• [TASK OBJECTIVE]
Please repeat exactly the lines below from the one containing "one module directory." down to the one containing "pub async fn apply(&self, variables: &Variables)", both included, and nothing else.

• [THE DATA]
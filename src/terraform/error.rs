use thiserror::Error;

/// Failures of the init/apply workflow and of state decoding.
///
/// Diagnostics are carried verbatim so test reports show exactly what terraform printed.
#[derive(Debug, Error)]
pub enum TerraformError {
    /// A required variable was omitted and the module declares no default.
    #[error("missing required variable: {name}")]
    MissingVariable { name: String },

    /// Apply exited non-zero for any other reason.
    #[error("terraform apply failed:\n{diagnostics}")]
    ApplyFailed { diagnostics: String },

    #[error("terraform init failed:\n{diagnostics}")]
    InitFailed { diagnostics: String },

    /// Raw output did not have the shape of a terraform state.
    #[error("malformed state: {0}")]
    MalformedState(String),

    #[error("failed to run {binary}: {source}")]
    Spawn {
        binary: String,
        #[source]
        source: std::io::Error,
    },

    #[error("I/O error: {0}")]
    Io(#[from] std::io::Error),
}

impl TerraformError {
    pub fn is_missing_variable(&self, expected: &str) -> bool {
        matches!(self, TerraformError::MissingVariable { name } if name == expected)
    }
}
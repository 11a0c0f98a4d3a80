use std::collections::BTreeMap;
use std::ffi::OsString;
use std::path::{Path, PathBuf};
use std::process::Output;
use std::sync::LazyLock;

use async_trait::async_trait;
use regex::Regex;
use tokio::process::Command;
use uuid::Uuid;

use super::{TerraformError, TerraformState};

const DEFAULT_BINARY: &str = "terraform";
const TF_VAR_PREFIX: &str = "TF_VAR_";

static MISSING_VARIABLE: LazyLock<Regex> = LazyLock::new(|| {
    Regex::new(r#"input\s+variable\s+"([^"]+)"\s+is\s+not\s+set"#)
        .expect("valid missing-variable regex")
});

/// Variable name to value, passed to terraform as `TF_VAR_<name>`.
pub type Variables = BTreeMap<String, String>;

#[derive(Clone)]
pub struct RunnerConfig {
    pub binary: PathBuf,
    pub plugin_cache_dir: Option<PathBuf>,
    /// Extra environment for every terraform invocation (e.g. provider credentials).
    pub env: BTreeMap<String, String>,
}

impl RunnerConfig {
    pub fn with_binary(binary: impl Into<PathBuf>) -> Self {
        Self {
            binary: binary.into(),
            ..Self::default()
        }
    }

    /// `<cache dir>/tfharness/plugins`, shared by every module so providers download once.
    pub fn default_plugin_cache_dir() -> Option<PathBuf> {
        dirs::cache_dir().map(|dir| dir.join("tfharness").join("plugins"))
    }
}

impl Default for RunnerConfig {
    fn default() -> Self {
        Self {
            binary: PathBuf::from(DEFAULT_BINARY),
            plugin_cache_dir: None,
            env: BTreeMap::new(),
        }
    }
}

impl std::fmt::Debug for RunnerConfig {
    fn fmt(&self, f: &mut std::fmt::Formatter<'_>) -> std::fmt::Result {
        f.debug_struct("RunnerConfig")
            .field("binary", &self.binary)
            .field("plugin_cache_dir", &self.plugin_cache_dir)
            .field("env", &self.env.keys().collect::<Vec<_>>())
            .finish()
    }
}

/// Something that can turn a variable set into a decoded state.
#[async_trait]
pub trait ApplyWorkflow: Send + Sync {
    async fn apply(&self, variables: &Variables) -> Result<TerraformState, TerraformError>;
}

/// Drives `terraform init` / `terraform apply` for one module directory.
///
/// Every apply writes to its own throwaway state file, so runs never build on each other.
/// Runners must not share a module directory with another runner that is applying
/// concurrently; see [`crate::ModuleWorkspace`].
#[derive(Debug, Clone)]
pub struct TerraformRunner {
    module_dir: PathBuf,
    config: RunnerConfig,
}

impl TerraformRunner {
    pub fn new(module_dir: impl Into<PathBuf>) -> Self {
        Self::with_config(module_dir, RunnerConfig::default())
    }

    pub fn with_config(module_dir: impl Into<PathBuf>, config: RunnerConfig) -> Self {
        Self {
            module_dir: module_dir.into(),
            config,
        }
    }

    pub fn module_dir(&self) -> &Path {
        &self.module_dir
    }

    pub fn config(&self) -> &RunnerConfig {
        &self.config
    }

    pub async fn init(&self) -> Result<(), TerraformError> {
        tracing::info!(module = %self.module_dir.display(), "terraform init");

        let output = self
            .command()
            .await?
            .args(["init", "-input=false", "-no-color"])
            .output()
            .await
            .map_err(|e| self.spawn_error(e))?;

        if !output.status.success() {
            return Err(TerraformError::InitFailed {
                diagnostics: diagnostics(&output),
            });
        }

        tracing::debug!(module = %self.module_dir.display(), "terraform init complete");
        Ok(())
    }

    pub async fn apply(&self, variables: &Variables) -> Result<TerraformState, TerraformError> {
        let state_file = format!("{}.tfstate", Uuid::new_v4());
        let state_path = self.module_dir.join(&state_file);

        tracing::info!(
            module = %self.module_dir.display(),
            variables = ?variables.keys().collect::<Vec<_>>(),
            "terraform apply"
        );

        let mut command = self.command().await?;
        command
            .args([
                "apply",
                "-compact-warnings",
                "-input=false",
                "-auto-approve",
                "-no-color",
            ])
            .arg(format!("-state={state_file}"));
        for (name, value) in variables {
            command.env(format!("{TF_VAR_PREFIX}{name}"), value);
        }

        let result = match command.output().await {
            Ok(output) if output.status.success() => read_state(&state_path).await,
            Ok(output) => Err(classify_failure(&output)),
            Err(e) => Err(self.spawn_error(e)),
        };

        remove_state_files(&state_path).await;

        match &result {
            Ok(state) => tracing::debug!(
                resources = state.resources.len(),
                instances = state.instance_count(),
                "terraform apply complete"
            ),
            Err(e) => tracing::debug!(error = %e, "terraform apply failed"),
        }

        result
    }

    async fn command(&self) -> Result<Command, TerraformError> {
        let mut command = Command::new(&self.config.binary);
        command
            .current_dir(&self.module_dir)
            .env("TF_IN_AUTOMATION", "1")
            .kill_on_drop(true);

        // Only the explicit variable set may reach the module.
        for key in ambient_tf_vars() {
            command.env_remove(key);
        }

        if let Some(cache) = &self.config.plugin_cache_dir {
            tokio::fs::create_dir_all(cache).await?;
            command.env("TF_PLUGIN_CACHE_DIR", cache);
        }

        command.envs(&self.config.env);
        Ok(command)
    }

    fn spawn_error(&self, source: std::io::Error) -> TerraformError {
        TerraformError::Spawn {
            binary: self.config.binary.display().to_string(),
            source,
        }
    }
}

#[async_trait]
impl ApplyWorkflow for TerraformRunner {
    async fn apply(&self, variables: &Variables) -> Result<TerraformState, TerraformError> {
        TerraformRunner::apply(self, variables).await
    }
}

fn ambient_tf_vars() -> Vec<OsString> {
    std::env::vars_os()
        .map(|(key, _)| key)
        .filter(|key| key.to_string_lossy().starts_with(TF_VAR_PREFIX))
        .collect()
}

async fn read_state(path: &Path) -> Result<TerraformState, TerraformError> {
    let raw = tokio::fs::read_to_string(path).await.map_err(|e| {
        TerraformError::MalformedState(format!(
            "state file {} not readable: {}",
            path.display(),
            e
        ))
    })?;
    TerraformState::decode(&raw)
}

async fn remove_state_files(path: &Path) {
    let backup = PathBuf::from(format!("{}.backup", path.display()));
    for file in [path, backup.as_path()] {
        match tokio::fs::remove_file(file).await {
            Ok(()) => tracing::trace!(file = %file.display(), "removed state file"),
            Err(e) if e.kind() == std::io::ErrorKind::NotFound => {}
            Err(e) => tracing::warn!(file = %file.display(), error = %e, "failed to remove state file"),
        }
    }
}

fn diagnostics(output: &Output) -> String {
    let stderr = String::from_utf8_lossy(&output.stderr);
    if stderr.trim().is_empty() {
        String::from_utf8_lossy(&output.stdout).into_owned()
    } else {
        stderr.into_owned()
    }
}

fn classify_failure(output: &Output) -> TerraformError {
    classify_diagnostics(diagnostics(output))
}

fn classify_diagnostics(diagnostics: String) -> TerraformError {
    match MISSING_VARIABLE.captures(&diagnostics) {
        Some(caps) => TerraformError::MissingVariable {
            name: caps[1].to_string(),
        },
        None => TerraformError::ApplyFailed { diagnostics },
    }
}
use std::path::Path;
use std::sync::LazyLock;

use regex::Regex;
use serde::{Deserialize, Serialize};

use super::TerraformError;

static VARIABLE_BLOCK: LazyLock<Regex> = LazyLock::new(|| {
    Regex::new(r#"(?m)^[ \t]*(variable)[ \t]+"([^"]+)"[ \t]*\{"#).expect("valid variable regex")
});

static HEREDOC_START: LazyLock<Regex> = LazyLock::new(|| {
    Regex::new(r"^<<-?([A-Za-z_][A-Za-z0-9_-]*)[ \t]*\r?\n").expect("valid heredoc regex")
});

static DEFAULT_ATTRIBUTE: LazyLock<Regex> =
    LazyLock::new(|| Regex::new(r"(?m)^[ \t]*default[ \t]*=").expect("valid default regex"));

#[derive(Debug, Clone, PartialEq, Eq, Serialize, Deserialize)]
pub struct VariableDecl {
    pub name: String,
    pub required: bool,
}

/// Input variables a module declares, in declaration order.
#[derive(Debug, Clone, Default, PartialEq, Eq, Serialize, Deserialize)]
pub struct VariableSchema {
    pub variables: Vec<VariableDecl>,
}

impl VariableSchema {
    pub fn new(variables: Vec<VariableDecl>) -> Self {
        Self { variables }
    }

    /// Treats every key of a known-good variable set as required.
    pub fn all_required<'a, I>(names: I) -> Self
    where
        I: IntoIterator<Item = &'a String>,
    {
        Self {
            variables: names
                .into_iter()
                .map(|name| VariableDecl {
                    name: name.clone(),
                    required: true,
                })
                .collect(),
        }
    }

    /// Reads `variable` blocks from the top-level `*.tf` files of a module.
    ///
    /// A variable is required when its block has no `default` attribute. Files are read in
    /// name order so the result is stable across platforms.
    pub fn from_module_dir(module_dir: &Path) -> Result<Self, TerraformError> {
        let mut files: Vec<_> = std::fs::read_dir(module_dir)?
            .filter_map(|entry| entry.ok())
            .map(|entry| entry.path())
            .filter(|path| path.is_file() && path.extension().is_some_and(|ext| ext == "tf"))
            .collect();
        files.sort();

        let mut schema = Self::default();
        for file in files {
            let source = std::fs::read_to_string(&file)?;
            schema.variables.extend(parse_variables(&source));
        }

        tracing::debug!(
            module = %module_dir.display(),
            declared = schema.variables.len(),
            required = schema.required().count(),
            "variable schema loaded"
        );

        Ok(schema)
    }

    pub fn required(&self) -> impl Iterator<Item = &VariableDecl> {
        self.variables.iter().filter(|v| v.required)
    }

    pub fn get(&self, name: &str) -> Option<&VariableDecl> {
        self.variables.iter().find(|v| v.name == name)
    }
}

fn parse_variables(source: &str) -> Vec<VariableDecl> {
    let code = code_only(source);

    VARIABLE_BLOCK
        .captures_iter(source)
        .filter_map(|caps| {
            let whole = caps.get(0)?;
            let keyword = caps.get(1)?;
            // Headers inside comments, strings or heredocs are blanked out of `code`.
            if !code[keyword.start()..].starts_with("variable") {
                return None;
            }
            let name = caps.get(2)?.as_str().to_string();
            let body = block_body(&code[whole.end()..]);
            Some(VariableDecl {
                name,
                required: !DEFAULT_ATTRIBUTE.is_match(&top_level(body)),
            })
        })
        .collect()
}

#[derive(Debug, Clone, Copy)]
enum Literal {
    Quoted,
    Interpolation(usize),
}

// Same-length copy of `source` with string literals, heredoc bodies and comments blanked to
// spaces. Newlines are kept so line anchors still line up.
fn code_only(source: &str) -> String {
    let bytes = source.as_bytes();
    let mut out = bytes.to_vec();
    let mut stack: Vec<Literal> = Vec::new();
    let mut i = 0usize;

    while i < bytes.len() {
        let rest = &bytes[i..];
        let end = match stack.last().copied() {
            Some(Literal::Quoted) => {
                if rest[0] == b'\\' {
                    i + 2
                } else if rest.starts_with(b"${") || rest.starts_with(b"%{") {
                    stack.push(Literal::Interpolation(0));
                    i + 2
                } else {
                    if rest[0] == b'"' {
                        stack.pop();
                    }
                    i + 1
                }
            }
            Some(Literal::Interpolation(depth)) => {
                match rest[0] {
                    b'"' => stack.push(Literal::Quoted),
                    b'{' => set_top(&mut stack, Literal::Interpolation(depth + 1)),
                    b'}' if depth == 0 => {
                        stack.pop();
                    }
                    b'}' => set_top(&mut stack, Literal::Interpolation(depth - 1)),
                    _ => {}
                }
                i + 1
            }
            None if rest[0] == b'#' || rest.starts_with(b"//") => source[i..]
                .find('\n')
                .map_or(bytes.len(), |offset| i + offset),
            None if rest.starts_with(b"/*") => source[i + 2..]
                .find("*/")
                .map_or(bytes.len(), |offset| i + 2 + offset + 2),
            None if rest.starts_with(b"<<") => match heredoc_end(source, i) {
                Some(end) => end,
                None => {
                    i += 2;
                    continue;
                }
            },
            None if rest[0] == b'"' => {
                stack.push(Literal::Quoted);
                i + 1
            }
            None => {
                i += 1;
                continue;
            }
        };

        let end = end.min(bytes.len());
        for byte in &mut out[i..end] {
            if *byte != b'\n' {
                *byte = b' ';
            }
        }
        i = end;
    }

    String::from_utf8_lossy(&out).into_owned()
}

fn set_top(stack: &mut [Literal], literal: Literal) {
    if let Some(top) = stack.last_mut() {
        *top = literal;
    }
}

// End of a heredoc starting at `start` (just past its closing marker line), or `None` when
// `<<` does not open one. An unterminated heredoc runs to the end of the source.
fn heredoc_end(source: &str, start: usize) -> Option<usize> {
    let caps = HEREDOC_START.captures(&source[start..])?;
    let marker = caps.get(1)?.as_str();
    let mut pos = start + caps.get(0)?.end();

    for line in source[pos..].split_inclusive('\n') {
        pos += line.len();
        if line.trim() == marker {
            return Some(pos);
        }
    }

    Some(source.len())
}

// Text up to the brace closing the block that was just opened. Expects `code_only` text.
fn block_body(rest: &str) -> &str {
    let mut depth = 1usize;

    for (idx, byte) in rest.bytes().enumerate() {
        match byte {
            b'{' => depth += 1,
            b'}' => {
                depth -= 1;
                if depth == 0 {
                    return &rest[..idx];
                }
            }
            _ => {}
        }
    }

    rest
}

// Drops nested blocks (`validation { ... }`) so only attributes of the variable itself remain.
fn top_level(body: &str) -> String {
    let mut depth = 0usize;
    body.chars()
        .filter(|&ch| {
            match ch {
                '{' => depth += 1,
                '}' => depth = depth.saturating_sub(1),
                _ => {}
            }
            depth == 0 || ch == '\n'
        })
        .collect()
}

• [ANSWER BOX]
/// Drives `terraform init` / `terraform apply` for one module directory.
///
/// Every apply writes to its own throwaway state file, so runs never build on each other.
/// Runners must not share a module directory with another runner that is applying
/// concurrently; see [`crate::ModuleWorkspace`].
#[derive(Debug, Clone)]
pub struct TerraformRunner {
    module_dir: PathBuf,
    config: RunnerConfig,
}

impl TerraformRunner {
    pub fn new(module_dir: impl Into<PathBuf>) -> Self {
        Self::with_config(module_dir, RunnerConfig::default())
    }

    pub fn with_config(module_dir: impl Into<PathBuf>, config: RunnerConfig) -> Self {
        Self {
            module_dir: module_dir.into(),
            config,
        }
    }

    pub fn module_dir(&self) -> &Path {
        &self.module_dir
    }

    pub fn config(&self) -> &RunnerConfig {
        &self.config
    }

    pub async fn init(&self) -> Result<(), TerraformError> {
        tracing::info!(module = %self.module_dir.display(), "terraform init");

        let output = self
            .command()
            .await?
            .args(["init", "-input=false", "-no-color"])
            .output()
            .await
            .map_err(|e| self.spawn_error(e))?;

        if !output.status.success() {
            return Err(TerraformError::InitFailed {
                diagnostics: diagnostics(&output),
            });
        }

        tracing::debug!(module = %self.module_dir.display(), "terraform init complete");
        Ok(())
    }

    pub async fn apply(&self, variables: &Variables) -> Result<TerraformState, TerraformError> {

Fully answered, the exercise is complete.